Stored data entries
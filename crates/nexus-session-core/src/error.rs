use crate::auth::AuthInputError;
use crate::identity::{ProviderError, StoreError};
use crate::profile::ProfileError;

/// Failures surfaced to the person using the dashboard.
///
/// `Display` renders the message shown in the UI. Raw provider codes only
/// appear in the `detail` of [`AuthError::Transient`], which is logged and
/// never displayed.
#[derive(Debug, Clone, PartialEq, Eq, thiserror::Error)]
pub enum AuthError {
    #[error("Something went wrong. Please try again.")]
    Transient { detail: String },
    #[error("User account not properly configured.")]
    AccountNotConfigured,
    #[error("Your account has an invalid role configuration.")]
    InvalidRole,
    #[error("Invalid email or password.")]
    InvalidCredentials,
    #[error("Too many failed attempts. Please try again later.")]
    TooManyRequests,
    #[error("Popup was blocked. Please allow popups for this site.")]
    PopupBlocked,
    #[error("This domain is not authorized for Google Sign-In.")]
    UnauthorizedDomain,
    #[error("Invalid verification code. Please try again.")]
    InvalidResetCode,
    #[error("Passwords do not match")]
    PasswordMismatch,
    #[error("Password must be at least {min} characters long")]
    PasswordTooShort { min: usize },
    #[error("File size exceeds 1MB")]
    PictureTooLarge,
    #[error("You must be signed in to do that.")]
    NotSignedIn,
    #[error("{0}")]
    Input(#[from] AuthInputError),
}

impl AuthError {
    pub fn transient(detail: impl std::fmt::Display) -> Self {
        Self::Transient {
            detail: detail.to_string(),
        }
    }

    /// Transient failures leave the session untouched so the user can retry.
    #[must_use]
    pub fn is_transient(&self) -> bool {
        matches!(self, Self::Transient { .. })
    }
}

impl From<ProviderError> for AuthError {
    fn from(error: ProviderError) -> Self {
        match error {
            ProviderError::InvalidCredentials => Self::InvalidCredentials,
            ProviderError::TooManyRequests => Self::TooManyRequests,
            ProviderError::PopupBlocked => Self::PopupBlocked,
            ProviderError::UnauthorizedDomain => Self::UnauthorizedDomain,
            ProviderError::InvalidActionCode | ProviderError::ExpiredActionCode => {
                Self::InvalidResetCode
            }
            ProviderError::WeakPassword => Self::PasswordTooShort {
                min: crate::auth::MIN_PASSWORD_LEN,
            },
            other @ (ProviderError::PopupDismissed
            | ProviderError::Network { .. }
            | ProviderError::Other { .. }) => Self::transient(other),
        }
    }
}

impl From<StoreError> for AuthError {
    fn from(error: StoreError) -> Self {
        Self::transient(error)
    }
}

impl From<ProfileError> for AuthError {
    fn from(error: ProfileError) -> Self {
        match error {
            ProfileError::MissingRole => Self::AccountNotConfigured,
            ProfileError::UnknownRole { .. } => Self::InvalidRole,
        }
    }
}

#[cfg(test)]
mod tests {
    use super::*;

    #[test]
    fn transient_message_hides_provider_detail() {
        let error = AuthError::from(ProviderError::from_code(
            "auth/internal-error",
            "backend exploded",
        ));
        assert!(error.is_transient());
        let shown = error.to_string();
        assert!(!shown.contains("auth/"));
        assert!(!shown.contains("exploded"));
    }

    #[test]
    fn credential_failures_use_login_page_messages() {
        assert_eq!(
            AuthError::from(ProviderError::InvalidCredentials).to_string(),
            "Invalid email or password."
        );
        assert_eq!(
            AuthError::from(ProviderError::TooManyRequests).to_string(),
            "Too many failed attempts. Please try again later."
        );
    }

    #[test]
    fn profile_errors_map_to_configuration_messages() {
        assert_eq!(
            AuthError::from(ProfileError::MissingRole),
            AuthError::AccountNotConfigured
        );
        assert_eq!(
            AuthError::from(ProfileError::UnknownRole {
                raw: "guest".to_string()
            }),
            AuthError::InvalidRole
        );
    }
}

==

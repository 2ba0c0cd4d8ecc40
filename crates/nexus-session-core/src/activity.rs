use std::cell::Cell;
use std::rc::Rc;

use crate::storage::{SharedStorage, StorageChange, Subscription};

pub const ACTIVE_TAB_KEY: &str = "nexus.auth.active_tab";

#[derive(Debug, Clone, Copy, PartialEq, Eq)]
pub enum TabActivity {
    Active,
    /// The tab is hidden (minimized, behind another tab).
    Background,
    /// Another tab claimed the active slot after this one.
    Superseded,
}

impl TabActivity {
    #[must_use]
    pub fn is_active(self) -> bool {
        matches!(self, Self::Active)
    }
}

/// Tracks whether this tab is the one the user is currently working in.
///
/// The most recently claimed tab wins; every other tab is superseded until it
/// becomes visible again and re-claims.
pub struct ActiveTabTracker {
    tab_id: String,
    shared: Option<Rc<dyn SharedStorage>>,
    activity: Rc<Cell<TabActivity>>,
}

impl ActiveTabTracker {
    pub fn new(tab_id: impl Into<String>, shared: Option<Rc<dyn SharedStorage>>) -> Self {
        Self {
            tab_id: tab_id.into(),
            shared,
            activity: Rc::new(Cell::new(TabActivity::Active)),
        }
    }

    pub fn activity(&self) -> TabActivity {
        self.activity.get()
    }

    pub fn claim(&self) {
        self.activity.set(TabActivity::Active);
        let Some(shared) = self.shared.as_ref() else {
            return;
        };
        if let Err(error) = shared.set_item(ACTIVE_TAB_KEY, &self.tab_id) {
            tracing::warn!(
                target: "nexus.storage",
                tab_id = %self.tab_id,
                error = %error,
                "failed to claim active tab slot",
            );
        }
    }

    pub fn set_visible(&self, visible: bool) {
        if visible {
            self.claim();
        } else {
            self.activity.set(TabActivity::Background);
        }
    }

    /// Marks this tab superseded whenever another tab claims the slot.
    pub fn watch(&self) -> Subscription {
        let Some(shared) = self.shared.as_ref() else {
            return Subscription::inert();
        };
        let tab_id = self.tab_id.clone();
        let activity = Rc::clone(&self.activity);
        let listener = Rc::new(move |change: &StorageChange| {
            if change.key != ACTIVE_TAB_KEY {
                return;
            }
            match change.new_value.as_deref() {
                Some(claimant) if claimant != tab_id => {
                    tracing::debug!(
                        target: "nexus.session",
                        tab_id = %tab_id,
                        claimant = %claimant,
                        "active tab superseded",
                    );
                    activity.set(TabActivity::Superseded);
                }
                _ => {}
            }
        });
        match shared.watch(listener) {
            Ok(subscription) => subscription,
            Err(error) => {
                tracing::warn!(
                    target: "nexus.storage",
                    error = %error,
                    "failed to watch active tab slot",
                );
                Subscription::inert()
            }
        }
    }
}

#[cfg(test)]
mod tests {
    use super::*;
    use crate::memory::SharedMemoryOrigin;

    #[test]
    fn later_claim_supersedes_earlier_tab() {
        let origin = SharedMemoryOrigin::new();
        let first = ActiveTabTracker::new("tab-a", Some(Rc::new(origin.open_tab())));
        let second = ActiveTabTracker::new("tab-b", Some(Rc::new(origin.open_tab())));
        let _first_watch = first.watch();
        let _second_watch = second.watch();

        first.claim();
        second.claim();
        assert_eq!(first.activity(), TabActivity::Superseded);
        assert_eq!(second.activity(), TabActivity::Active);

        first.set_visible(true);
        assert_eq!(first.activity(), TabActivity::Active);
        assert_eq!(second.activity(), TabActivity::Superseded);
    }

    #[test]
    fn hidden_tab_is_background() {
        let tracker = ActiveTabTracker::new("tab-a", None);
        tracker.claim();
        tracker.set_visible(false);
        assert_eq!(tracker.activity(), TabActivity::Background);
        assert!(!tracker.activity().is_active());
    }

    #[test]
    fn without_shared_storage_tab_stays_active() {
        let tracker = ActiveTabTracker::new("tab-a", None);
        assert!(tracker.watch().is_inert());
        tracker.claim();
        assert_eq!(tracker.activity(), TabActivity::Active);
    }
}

Problem: Line count for the string "PartialEq": please say how many lines in the entries above contain it, with no other words.

Result of the exercise: 2